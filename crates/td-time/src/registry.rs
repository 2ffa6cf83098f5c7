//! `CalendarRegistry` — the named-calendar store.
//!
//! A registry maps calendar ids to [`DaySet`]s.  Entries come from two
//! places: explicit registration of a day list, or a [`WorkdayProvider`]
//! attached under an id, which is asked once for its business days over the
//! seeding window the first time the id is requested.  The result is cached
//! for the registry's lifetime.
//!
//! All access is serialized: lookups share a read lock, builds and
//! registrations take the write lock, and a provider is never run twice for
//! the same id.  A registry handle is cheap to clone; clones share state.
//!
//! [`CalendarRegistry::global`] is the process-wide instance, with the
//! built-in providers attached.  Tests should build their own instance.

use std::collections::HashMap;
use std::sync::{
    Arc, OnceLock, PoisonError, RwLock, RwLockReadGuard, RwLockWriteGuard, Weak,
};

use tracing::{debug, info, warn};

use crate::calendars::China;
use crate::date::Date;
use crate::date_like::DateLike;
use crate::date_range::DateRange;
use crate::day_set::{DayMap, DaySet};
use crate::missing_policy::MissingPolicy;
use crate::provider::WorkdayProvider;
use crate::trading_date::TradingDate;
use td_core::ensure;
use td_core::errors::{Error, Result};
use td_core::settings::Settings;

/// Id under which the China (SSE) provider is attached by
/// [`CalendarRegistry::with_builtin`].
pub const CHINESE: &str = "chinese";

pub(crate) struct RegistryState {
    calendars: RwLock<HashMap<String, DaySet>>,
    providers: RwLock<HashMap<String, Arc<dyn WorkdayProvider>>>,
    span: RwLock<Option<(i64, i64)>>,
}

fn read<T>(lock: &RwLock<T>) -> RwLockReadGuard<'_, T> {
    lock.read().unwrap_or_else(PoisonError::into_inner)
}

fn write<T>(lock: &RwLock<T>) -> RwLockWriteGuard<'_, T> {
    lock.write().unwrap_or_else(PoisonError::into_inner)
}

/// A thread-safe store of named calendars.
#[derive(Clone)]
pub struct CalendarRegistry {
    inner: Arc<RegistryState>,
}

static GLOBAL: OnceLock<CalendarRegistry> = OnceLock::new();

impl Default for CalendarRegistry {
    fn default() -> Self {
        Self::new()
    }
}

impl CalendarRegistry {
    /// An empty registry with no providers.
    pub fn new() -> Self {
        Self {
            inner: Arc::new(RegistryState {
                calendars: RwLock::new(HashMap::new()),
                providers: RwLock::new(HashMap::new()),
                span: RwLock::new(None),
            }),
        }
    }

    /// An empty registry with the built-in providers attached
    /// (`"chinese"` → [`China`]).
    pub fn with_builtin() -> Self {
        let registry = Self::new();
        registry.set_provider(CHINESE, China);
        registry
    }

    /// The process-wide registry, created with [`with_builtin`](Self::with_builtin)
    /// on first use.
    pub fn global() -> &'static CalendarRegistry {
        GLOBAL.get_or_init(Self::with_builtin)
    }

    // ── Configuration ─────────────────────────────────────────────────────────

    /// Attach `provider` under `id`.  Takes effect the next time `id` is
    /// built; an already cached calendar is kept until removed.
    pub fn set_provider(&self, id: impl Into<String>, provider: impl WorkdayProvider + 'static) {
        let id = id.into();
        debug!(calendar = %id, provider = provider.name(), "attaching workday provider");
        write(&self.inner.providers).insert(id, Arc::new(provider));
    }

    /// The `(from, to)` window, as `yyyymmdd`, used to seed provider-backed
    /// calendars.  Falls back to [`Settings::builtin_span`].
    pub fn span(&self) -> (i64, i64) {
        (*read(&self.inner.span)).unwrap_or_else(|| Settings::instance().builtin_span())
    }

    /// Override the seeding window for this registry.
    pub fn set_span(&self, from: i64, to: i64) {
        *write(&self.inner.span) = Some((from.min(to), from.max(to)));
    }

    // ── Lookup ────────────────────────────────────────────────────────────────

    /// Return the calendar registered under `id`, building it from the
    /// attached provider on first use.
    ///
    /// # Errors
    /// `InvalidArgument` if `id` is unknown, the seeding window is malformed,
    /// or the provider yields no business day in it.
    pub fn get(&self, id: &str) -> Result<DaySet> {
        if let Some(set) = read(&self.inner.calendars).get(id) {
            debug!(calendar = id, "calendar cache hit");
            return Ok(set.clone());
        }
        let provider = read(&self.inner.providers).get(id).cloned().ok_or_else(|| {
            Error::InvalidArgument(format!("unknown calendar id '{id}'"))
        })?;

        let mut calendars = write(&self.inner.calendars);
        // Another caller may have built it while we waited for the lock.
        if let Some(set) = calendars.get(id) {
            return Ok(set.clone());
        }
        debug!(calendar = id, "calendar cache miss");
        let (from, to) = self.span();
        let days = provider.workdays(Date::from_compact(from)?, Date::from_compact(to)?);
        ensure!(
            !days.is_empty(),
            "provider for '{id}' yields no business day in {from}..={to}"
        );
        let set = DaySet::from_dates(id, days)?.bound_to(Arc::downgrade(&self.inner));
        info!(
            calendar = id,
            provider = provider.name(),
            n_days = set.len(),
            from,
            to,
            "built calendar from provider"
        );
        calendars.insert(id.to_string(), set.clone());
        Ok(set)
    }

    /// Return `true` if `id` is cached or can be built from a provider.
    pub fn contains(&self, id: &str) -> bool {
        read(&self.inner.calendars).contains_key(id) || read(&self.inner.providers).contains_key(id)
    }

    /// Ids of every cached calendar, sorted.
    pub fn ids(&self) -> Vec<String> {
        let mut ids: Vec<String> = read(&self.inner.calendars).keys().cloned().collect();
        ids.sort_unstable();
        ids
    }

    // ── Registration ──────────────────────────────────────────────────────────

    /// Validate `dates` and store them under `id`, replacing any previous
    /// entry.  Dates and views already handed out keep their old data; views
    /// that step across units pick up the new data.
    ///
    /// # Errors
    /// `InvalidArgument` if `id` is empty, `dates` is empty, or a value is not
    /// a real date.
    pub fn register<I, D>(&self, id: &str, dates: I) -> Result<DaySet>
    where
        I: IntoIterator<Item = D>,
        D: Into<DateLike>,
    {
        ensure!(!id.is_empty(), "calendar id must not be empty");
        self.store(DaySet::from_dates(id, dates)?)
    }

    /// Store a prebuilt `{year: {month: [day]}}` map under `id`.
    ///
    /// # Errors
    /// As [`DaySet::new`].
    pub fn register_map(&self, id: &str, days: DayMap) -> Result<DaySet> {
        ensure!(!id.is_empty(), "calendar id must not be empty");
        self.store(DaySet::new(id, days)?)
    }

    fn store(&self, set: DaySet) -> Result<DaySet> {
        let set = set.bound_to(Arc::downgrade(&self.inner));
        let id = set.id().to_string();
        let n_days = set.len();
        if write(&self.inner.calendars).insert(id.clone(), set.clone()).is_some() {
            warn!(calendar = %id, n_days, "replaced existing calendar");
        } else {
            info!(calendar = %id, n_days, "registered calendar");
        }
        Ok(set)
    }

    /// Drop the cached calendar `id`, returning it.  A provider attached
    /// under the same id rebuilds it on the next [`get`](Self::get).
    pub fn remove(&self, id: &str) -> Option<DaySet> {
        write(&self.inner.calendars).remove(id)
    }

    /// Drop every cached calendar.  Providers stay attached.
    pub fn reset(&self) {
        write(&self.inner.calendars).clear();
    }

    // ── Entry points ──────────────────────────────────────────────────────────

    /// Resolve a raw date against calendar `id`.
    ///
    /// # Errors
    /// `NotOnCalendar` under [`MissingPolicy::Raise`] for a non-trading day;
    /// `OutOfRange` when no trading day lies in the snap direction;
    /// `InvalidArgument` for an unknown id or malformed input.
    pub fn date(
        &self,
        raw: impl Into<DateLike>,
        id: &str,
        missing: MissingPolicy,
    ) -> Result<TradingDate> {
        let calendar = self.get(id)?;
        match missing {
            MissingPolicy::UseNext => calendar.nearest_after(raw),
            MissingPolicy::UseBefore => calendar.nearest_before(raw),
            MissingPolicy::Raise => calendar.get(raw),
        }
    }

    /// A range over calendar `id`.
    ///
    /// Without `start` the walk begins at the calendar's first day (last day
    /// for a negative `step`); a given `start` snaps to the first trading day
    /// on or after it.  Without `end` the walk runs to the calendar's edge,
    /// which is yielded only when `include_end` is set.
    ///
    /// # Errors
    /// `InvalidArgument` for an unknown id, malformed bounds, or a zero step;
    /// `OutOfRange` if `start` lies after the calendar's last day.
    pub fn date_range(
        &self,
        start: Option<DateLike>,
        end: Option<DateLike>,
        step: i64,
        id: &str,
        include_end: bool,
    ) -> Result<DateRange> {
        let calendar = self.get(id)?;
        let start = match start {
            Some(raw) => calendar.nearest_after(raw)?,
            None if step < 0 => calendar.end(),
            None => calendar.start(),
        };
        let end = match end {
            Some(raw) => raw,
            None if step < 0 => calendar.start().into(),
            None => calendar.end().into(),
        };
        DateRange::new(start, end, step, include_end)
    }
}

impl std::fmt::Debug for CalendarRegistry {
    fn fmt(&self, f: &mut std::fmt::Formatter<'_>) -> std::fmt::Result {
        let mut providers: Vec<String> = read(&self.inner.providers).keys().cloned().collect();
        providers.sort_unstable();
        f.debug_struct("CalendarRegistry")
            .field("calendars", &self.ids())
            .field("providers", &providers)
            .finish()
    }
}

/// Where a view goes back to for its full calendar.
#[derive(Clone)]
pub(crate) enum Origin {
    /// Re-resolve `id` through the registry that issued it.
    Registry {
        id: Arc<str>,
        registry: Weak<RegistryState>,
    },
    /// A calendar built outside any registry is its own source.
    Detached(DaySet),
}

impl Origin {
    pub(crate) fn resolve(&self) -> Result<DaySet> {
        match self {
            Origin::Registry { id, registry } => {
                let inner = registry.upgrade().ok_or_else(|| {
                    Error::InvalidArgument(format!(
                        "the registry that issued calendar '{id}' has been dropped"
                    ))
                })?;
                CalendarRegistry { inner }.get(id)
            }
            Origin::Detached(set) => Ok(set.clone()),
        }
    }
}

****

- _Exercise objective_
Copy out the lines above word for word, stopping after the line containing "use std::collections::HashMap;".

- _Your solution_
filename crates/td-time/src/registry.rs
repository 2ffa6cf83098f5c7
//! `CalendarRegistry` — the named-calendar store.
//!
//! A registry maps calendar ids to [`DaySet`]s.  Entries come from two
//! places: explicit registration of a day list, or a [`WorkdayProvider`]
//! attached under an id, which is asked once for its business days over the
//! seeding window the first time the id is requested.  The result is cached
//! for the registry's lifetime.
//!
//! All access is serialized: lookups share a read lock, builds and
//! registrations take the write lock, and a provider is never run twice for
//! the same id.  A registry handle is cheap to clone; clones share state.
//!
//! [`CalendarRegistry::global`] is the process-wide instance, with the
//! built-in providers attached.  Tests should build their own instance.

use std::collections::HashMap;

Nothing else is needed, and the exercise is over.